→ **EXERCISE MATERIAL**
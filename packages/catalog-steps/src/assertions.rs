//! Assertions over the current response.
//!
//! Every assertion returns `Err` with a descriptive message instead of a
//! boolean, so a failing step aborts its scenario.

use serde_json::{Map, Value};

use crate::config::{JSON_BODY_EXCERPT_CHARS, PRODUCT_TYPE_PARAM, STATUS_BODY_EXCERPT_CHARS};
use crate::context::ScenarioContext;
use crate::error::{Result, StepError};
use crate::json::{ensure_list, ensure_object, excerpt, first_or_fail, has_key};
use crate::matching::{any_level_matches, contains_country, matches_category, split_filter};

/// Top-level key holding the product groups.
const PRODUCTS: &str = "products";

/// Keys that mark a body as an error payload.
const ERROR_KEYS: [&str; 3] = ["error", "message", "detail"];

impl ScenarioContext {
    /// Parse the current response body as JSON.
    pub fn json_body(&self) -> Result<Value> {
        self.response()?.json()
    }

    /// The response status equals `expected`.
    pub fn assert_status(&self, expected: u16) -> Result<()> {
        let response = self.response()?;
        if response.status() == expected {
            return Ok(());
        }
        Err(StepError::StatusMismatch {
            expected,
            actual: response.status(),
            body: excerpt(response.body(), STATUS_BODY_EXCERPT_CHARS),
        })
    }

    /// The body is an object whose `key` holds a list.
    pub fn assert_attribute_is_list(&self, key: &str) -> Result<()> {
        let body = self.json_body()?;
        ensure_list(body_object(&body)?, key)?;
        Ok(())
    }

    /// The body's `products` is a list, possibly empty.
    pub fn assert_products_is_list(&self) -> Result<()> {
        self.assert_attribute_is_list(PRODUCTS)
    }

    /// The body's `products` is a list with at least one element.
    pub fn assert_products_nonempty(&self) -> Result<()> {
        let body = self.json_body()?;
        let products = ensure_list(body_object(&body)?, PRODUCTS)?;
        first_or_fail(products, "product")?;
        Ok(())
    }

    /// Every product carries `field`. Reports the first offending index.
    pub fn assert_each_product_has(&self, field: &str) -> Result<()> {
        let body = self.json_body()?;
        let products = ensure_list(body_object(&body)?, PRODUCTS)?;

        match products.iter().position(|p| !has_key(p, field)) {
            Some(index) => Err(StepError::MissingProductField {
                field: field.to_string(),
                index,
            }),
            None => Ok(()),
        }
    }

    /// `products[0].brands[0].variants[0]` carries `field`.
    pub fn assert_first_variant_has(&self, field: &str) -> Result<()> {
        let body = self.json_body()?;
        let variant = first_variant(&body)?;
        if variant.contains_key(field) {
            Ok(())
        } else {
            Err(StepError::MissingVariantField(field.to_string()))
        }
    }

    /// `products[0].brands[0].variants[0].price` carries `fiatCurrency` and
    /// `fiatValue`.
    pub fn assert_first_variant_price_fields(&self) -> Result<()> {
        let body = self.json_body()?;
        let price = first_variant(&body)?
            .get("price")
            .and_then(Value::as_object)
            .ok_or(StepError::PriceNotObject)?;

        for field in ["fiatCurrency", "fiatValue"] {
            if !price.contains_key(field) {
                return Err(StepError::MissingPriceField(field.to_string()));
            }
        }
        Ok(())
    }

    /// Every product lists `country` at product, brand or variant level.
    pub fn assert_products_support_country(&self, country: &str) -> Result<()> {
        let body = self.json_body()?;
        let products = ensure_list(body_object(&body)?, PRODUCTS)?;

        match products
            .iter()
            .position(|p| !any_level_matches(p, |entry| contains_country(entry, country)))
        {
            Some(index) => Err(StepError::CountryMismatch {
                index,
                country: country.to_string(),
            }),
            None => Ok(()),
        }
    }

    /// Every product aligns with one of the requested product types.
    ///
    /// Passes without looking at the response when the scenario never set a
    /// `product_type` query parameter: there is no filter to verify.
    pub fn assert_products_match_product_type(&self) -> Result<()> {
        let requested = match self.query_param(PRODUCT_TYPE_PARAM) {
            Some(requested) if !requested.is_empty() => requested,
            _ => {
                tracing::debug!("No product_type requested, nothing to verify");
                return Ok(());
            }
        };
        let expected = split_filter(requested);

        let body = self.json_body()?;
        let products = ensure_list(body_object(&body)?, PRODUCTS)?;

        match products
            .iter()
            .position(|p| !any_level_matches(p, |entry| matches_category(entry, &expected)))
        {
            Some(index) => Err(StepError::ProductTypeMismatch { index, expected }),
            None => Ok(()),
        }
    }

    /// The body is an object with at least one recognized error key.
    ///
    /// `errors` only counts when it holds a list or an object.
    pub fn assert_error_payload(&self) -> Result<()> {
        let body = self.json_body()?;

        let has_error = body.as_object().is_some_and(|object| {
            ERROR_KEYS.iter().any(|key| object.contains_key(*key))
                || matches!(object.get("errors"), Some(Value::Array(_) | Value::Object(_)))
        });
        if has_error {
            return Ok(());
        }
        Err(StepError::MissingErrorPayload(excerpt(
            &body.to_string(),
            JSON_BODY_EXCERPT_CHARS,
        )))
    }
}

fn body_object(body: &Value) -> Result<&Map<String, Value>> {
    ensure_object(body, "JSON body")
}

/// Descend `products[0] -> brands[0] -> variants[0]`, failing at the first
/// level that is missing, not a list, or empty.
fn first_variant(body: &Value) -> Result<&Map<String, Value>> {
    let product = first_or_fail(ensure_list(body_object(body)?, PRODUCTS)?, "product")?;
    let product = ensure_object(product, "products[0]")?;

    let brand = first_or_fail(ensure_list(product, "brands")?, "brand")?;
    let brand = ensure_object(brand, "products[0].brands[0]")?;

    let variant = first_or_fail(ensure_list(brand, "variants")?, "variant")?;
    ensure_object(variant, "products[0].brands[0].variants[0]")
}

→ **EXERCISE INSTRUCTIONS**
Write out every line from the entries where "carries" appears.

→ **ANSWER TO THIS PROBLEM**
    /// Every product carries `field`. Reports the first offending index.
    /// `products[0].brands[0].variants[0]` carries `field`.
    /// `products[0].brands[0].variants[0].price` carries `fiatCurrency` and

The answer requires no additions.